No entanto, “Melania” é uma obra-prima do cinema, tanto quanto tem sido desde o início da arte.

Ouvi-lo determina a seriedade dos seus deveres; o seu amor, como imigrante, por este grande país; e o seu compromisso de melhorar a vida de todos os americanos – especialmente das crianças e das famílias – lembrou-me da cena culminante de “Uma Dobra no Tempo”, quando o jovem Charles Wallace é enredado pela retórica reconfortante da lavagem cerebral na TI.

A leveza de “Melania” não é enfadonha; calculista, irritante e aterrorizante.

A primeira-dama descreve outro mundo de paz, amor e unidade enquanto o seu marido liberta agentes armados da Imigração e da Alfândega para aterrorizar e deter crianças e adultos (a maioria dos quais são cidadãos deste país) e, em pelo menos dois casos, matar cidadãos americanos que se opõem às suas acções. Ela quer ajudar crianças e famílias enquanto seu marido corta programas de ajuda federal e a mantém como refém financeiramente. Ela quer que acreditemos que ela está lutando contra o cyberbullying enquanto seu marido, o presidente dos Estados Unidos, mente, faz ameaças diretas e assassinatos nas redes sociais.

O Presidente Trump é muitas coisas, mas não é unificador – ele acredita, como nos garantiu repetidas vezes, ganhare, como ele disse e mostrou, escolherá sempre a vingança em vez da reconciliação.

Claro, Melania Trump não é sua esposa. Mas este filme é um anúncio de campanha de 90 minutos. O que, dado o facto de Trump não poder concorrer novamente à presidência, deverá causar muita preocupação.

Muitos criticaram a decisão de lançar “Melania” poucos dias depois de agentes federais matarem Alex Pretti e Renee Good em Minneapolis, e chocaram celebridades, incluindo o CEO da Apple, Tim Cook, que optou por assistir à primeira exibição comemorativa que incluiu um bolo “vamos comer” com “Melania” escrito na cobertura.
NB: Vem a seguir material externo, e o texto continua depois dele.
//! Streaming download of a single zone file.

use crate::auth::TokenManager;
use crate::config::{Config, FileCollisionAction, OutputFormat};
use crate::downloader::output::{RecordSink, ZoneFileWriter};
use crate::error::{Error, Result};
use crate::retry::retry_transient;
use crate::types::{DownloadOutcome, DownloadResult, Event, ZoneLink};
use crate::utils::{get_unique_path, output_filename, send_with_timeout};
use crate::zone::{Compression, ZoneLineParser, decode_lines};
use futures::{Stream, StreamExt};
use reqwest::StatusCode;
use reqwest::header::{AUTHORIZATION, CONTENT_DISPOSITION};
use std::path::{Path, PathBuf};
use std::sync::Arc;
use tokio::sync::broadcast;
use tokio_util::sync::CancellationToken;

/// Reason recorded for links stopped or never started because the run was cancelled
pub(crate) const CANCELLED_REASON: &str = "cancelled";

/// What one attempt at a link produced
enum Fetched {
    Written { path: PathBuf, bytes: u64 },
    NotFound,
}

/// Fetches one zone link to disk
pub struct ZoneFetcher {
    client: reqwest::Client,
    config: Arc<Config>,
    tokens: Arc<TokenManager>,
    event_tx: broadcast::Sender<Event>,
}

impl ZoneFetcher {
    /// Create a fetcher sharing the client's token manager
    pub fn new(
        client: reqwest::Client,
        config: Arc<Config>,
        tokens: Arc<TokenManager>,
        event_tx: broadcast::Sender<Event>,
    ) -> Self {
        Self {
            client,
            config,
            tokens,
            event_tx,
        }
    }

    /// Download `link` into the output directory.
    ///
    /// Response handling:
    /// - 2xx: the body is streamed to disk (raw, or decoded into lines fed to
    ///   `sink` depending on the output format) and the outcome is `Success`
    /// - 401: the token is refreshed and the request repeated once
    /// - 404: the outcome is `NotFound`
    /// - anything else: the outcome is `Failed`, after any retries allowed by
    ///   the retry configuration
    ///
    /// # Errors
    ///
    /// Only [`Error::Authentication`] is returned as an error, when the
    /// token is rejected again after a refresh or cannot be obtained at all.
    /// Every other failure is recorded in the returned result.
    pub async fn fetch(
        &self,
        link: &ZoneLink,
        sink: &dyn RecordSink,
        cancel: &CancellationToken,
    ) -> Result<DownloadResult> {
        tracing::info!(link = %link, "Downloading zone file");
        self.event_tx
            .send(Event::DownloadStarted { link: link.clone() })
            .ok();

        let attempt = retry_transient(&self.config.retry, || {
            self.fetch_once(link, sink, cancel)
        })
        .await;
        self.settle(link, attempt)
    }

    /// Result for a link the run never got to
    pub(crate) fn cancelled(&self, link: &ZoneLink) -> DownloadResult {
        DownloadResult {
            link: link.clone(),
            destination_path: self.default_path(link),
            outcome: DownloadOutcome::Failed(CANCELLED_REASON.to_string()),
            bytes_written: 0,
        }
    }

    fn default_path(&self, link: &ZoneLink) -> PathBuf {
        let decoded = self.config.download.output_format.decodes();
        self.config
            .output_dir()
            .join(output_filename(link, None, decoded))
    }

    fn settle(&self, link: &ZoneLink, attempt: Result<Fetched>) -> Result<DownloadResult> {
        let (destination_path, outcome, bytes_written) = match attempt {
            Ok(Fetched::Written { path, bytes }) => {
                tracing::info!(link = %link, path = %path.display(), bytes, "Zone file written");
                self.event_tx
                    .send(Event::DownloadComplete {
                        link: link.clone(),
                        path: path.clone(),
                        bytes,
                    })
                    .ok();
                (path, DownloadOutcome::Success, bytes)
            }
            Ok(Fetched::NotFound) => {
                tracing::warn!(link = %link, "Zone file not found");
                self.event_tx
                    .send(Event::DownloadNotFound { link: link.clone() })
                    .ok();
                (self.default_path(link), DownloadOutcome::NotFound, 0)
            }
            Err(e @ Error::Authentication(_)) => {
                tracing::error!(link = %link, error = %e, "Zone download rejected after token refresh");
                self.event_tx
                    .send(Event::DownloadFailed {
                        link: link.clone(),
                        error: e.to_string(),
                    })
                    .ok();
                return Err(e);
            }
            Err(e) => {
                let reason = match e {
                    Error::Cancelled => CANCELLED_REASON.to_string(),
                    other => other.to_string(),
                };
                tracing::warn!(link = %link, error = %reason, "Zone download failed");
                self.event_tx
                    .send(Event::DownloadFailed {
                        link: link.clone(),
                        error: reason.clone(),
                    })
                    .ok();
                (self.default_path(link), DownloadOutcome::Failed(reason), 0)
            }
        };

        Ok(DownloadResult {
            link: link.clone(),
            destination_path,
            outcome,
            bytes_written,
        })
    }

    async fn fetch_once(
        &self,
        link: &ZoneLink,
        sink: &dyn RecordSink,
        cancel: &CancellationToken,
    ) -> Result<Fetched> {
        if cancel.is_cancelled() {
            return Err(Error::Cancelled);
        }

        let url = link.as_str();
        let timeout = self.config.api.request_timeout;
        let mut token = self.tokens.current().await?;
        let mut refreshed = false;

        let response = loop {
            tracing::debug!(link = %link, generation = token.generation(), "Requesting zone file");
            let request = self.client.get(url).header(AUTHORIZATION, token.bearer());
            let response = send_with_timeout(request, timeout, url).await?;

            match response.status() {
                StatusCode::UNAUTHORIZED if !refreshed => {
                    token = self.tokens.refresh(&token).await?;
                    refreshed = true;
                }
                StatusCode::UNAUTHORIZED => {
                    return Err(Error::Authentication(format!(
                        "{url} rejected a freshly issued access token"
                    )));
                }
                StatusCode::NOT_FOUND => return Ok(Fetched::NotFound),
                status if status.is_success() => break response,
                status => {
                    return Err(Error::TransientServer {
                        status: Some(status.as_u16()),
                        message: format!("{url} returned {status}"),
                    });
                }
            }
        };

        let format = self.config.download.output_format;
        let content_disposition = response
            .headers()
            .get(CONTENT_DISPOSITION)
            .and_then(|value| value.to_str().ok());
        let file_name = output_filename(link, content_disposition, format.decodes());

        let output_dir = self.config.output_dir();
        tokio::fs::create_dir_all(output_dir).await.map_err(|e| {
            Error::Io(std::io::Error::new(
                e.kind(),
                format!(
                    "Failed to create output directory '{}': {}",
                    output_dir.display(),
                    e
                ),
            ))
        })?;
        let (path, mut writer) = self.claim_output(&output_dir.join(file_name)).await?;
        match self
            .stream_body(link, response, format, &mut writer, sink, cancel)
            .await
        {
            Ok(()) => {
                let bytes = writer.commit().await?;
                Ok(Fetched::Written { path, bytes })
            }
            Err(e) => {
                writer.abandon().await;
                Err(e)
            }
        }
    }

    /// Resolve collisions for `candidate` and create its writer.
    ///
    /// Unless overwriting, the file is created exclusively. Under `Rename` a
    /// name taken by a concurrent worker between the check and the create is
    /// resolved again.
    async fn claim_output(&self, candidate: &Path) -> Result<(PathBuf, ZoneFileWriter)> {
        let collision = self.config.download.file_collision;
        let atomic = self.config.download.atomic_writes;
        let exclusive = collision != FileCollisionAction::Overwrite;

        loop {
            let path = get_unique_path(candidate, collision)?;
            match ZoneFileWriter::create(&path, atomic, exclusive).await {
                Ok(writer) => return Ok((path, writer)),
                Err(Error::Io(e))
                    if e.kind() == std::io::ErrorKind::AlreadyExists
                        && collision == FileCollisionAction::Rename =>
                {
                    tracing::debug!(path = %path.display(), "Output name claimed concurrently, resolving again");
                }
                Err(e) => return Err(e),
            }
        }
    }

    async fn stream_body(
        &self,
        link: &ZoneLink,
        response: reqwest::Response,
        format: OutputFormat,
        writer: &mut ZoneFileWriter,
        sink: &dyn RecordSink,
        cancel: &CancellationToken,
    ) -> Result<()> {
        let timeout = self.config.api.request_timeout;
        let url = link.as_str();
        // each chunk must arrive within the request timeout
        let chunks = futures::stream::unfold(
            Box::pin(response.bytes_stream()),
            move |mut body| async move {
                let next = match tokio::time::timeout(timeout, body.next()).await {
                    Ok(next) => next?.map_err(Error::from),
                    Err(_) => Err(Error::timeout("response body", url)),
                };
                Some((next, body))
            },
        );

        if !format.decodes() {
            let mut chunks = std::pin::pin!(chunks);
            while let Some(chunk) = next_or_cancelled(&mut chunks, cancel).await? {
                writer.write_bytes(&chunk).await?;
            }
            return Ok(());
        }

        let parser = ZoneLineParser::new(link.zone_name());
        let mut lines = std::pin::pin!(decode_lines(chunks, Compression::Auto));
        while let Some(line) = next_or_cancelled(&mut lines, cancel).await? {
            emit_line(link, format, &parser, line, writer, sink).await?;
        }
        Ok(())
    }
}

/// Next item of `stream`, or [`Error::Cancelled`] once `cancel` fires
async fn next_or_cancelled<T>(
    stream: &mut (impl Stream<Item = Result<T>> + Unpin),
    cancel: &CancellationToken,
) -> Result<Option<T>> {
    tokio::select! {
        biased;
        _ = cancel.cancelled() => Err(Error::Cancelled),
        next = stream.next() => next.transpose(),
    }
}

/// Write one decoded line to disk and hand it (or its record) to the sink
async fn emit_line(
    link: &ZoneLink,
    format: OutputFormat,
    parser: &ZoneLineParser,
    line: String,
    writer: &mut ZoneFileWriter,
    sink: &dyn RecordSink,
) -> Result<()> {
    writer.write_line(&line).await?;
    match format {
        OutputFormat::Text => sink.line(link, &line).await,
        OutputFormat::Json => {
            let record = parser.parse(&line);
            if record.is_complete() {
                sink.record(link, record).await?;
            }
            Ok(())
        }
        OutputFormat::None => Ok(()),
    }
}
Para o tipo de pessoa que faz, compra e compartilha um filme que se diz “documentário” e que na verdade é apenas propaganda ultrapassada, através do espelho, porém, é o melhor momento.

Porque é que o governo federal está preocupado em matar os seus próprios cidadãos, quando todos nós podemos ooh e aah sobre o facto de o vestido inaugural da primeira-dama ter sido concebido para ser perfeito? Especialmente se isso deixa sua esposa feliz.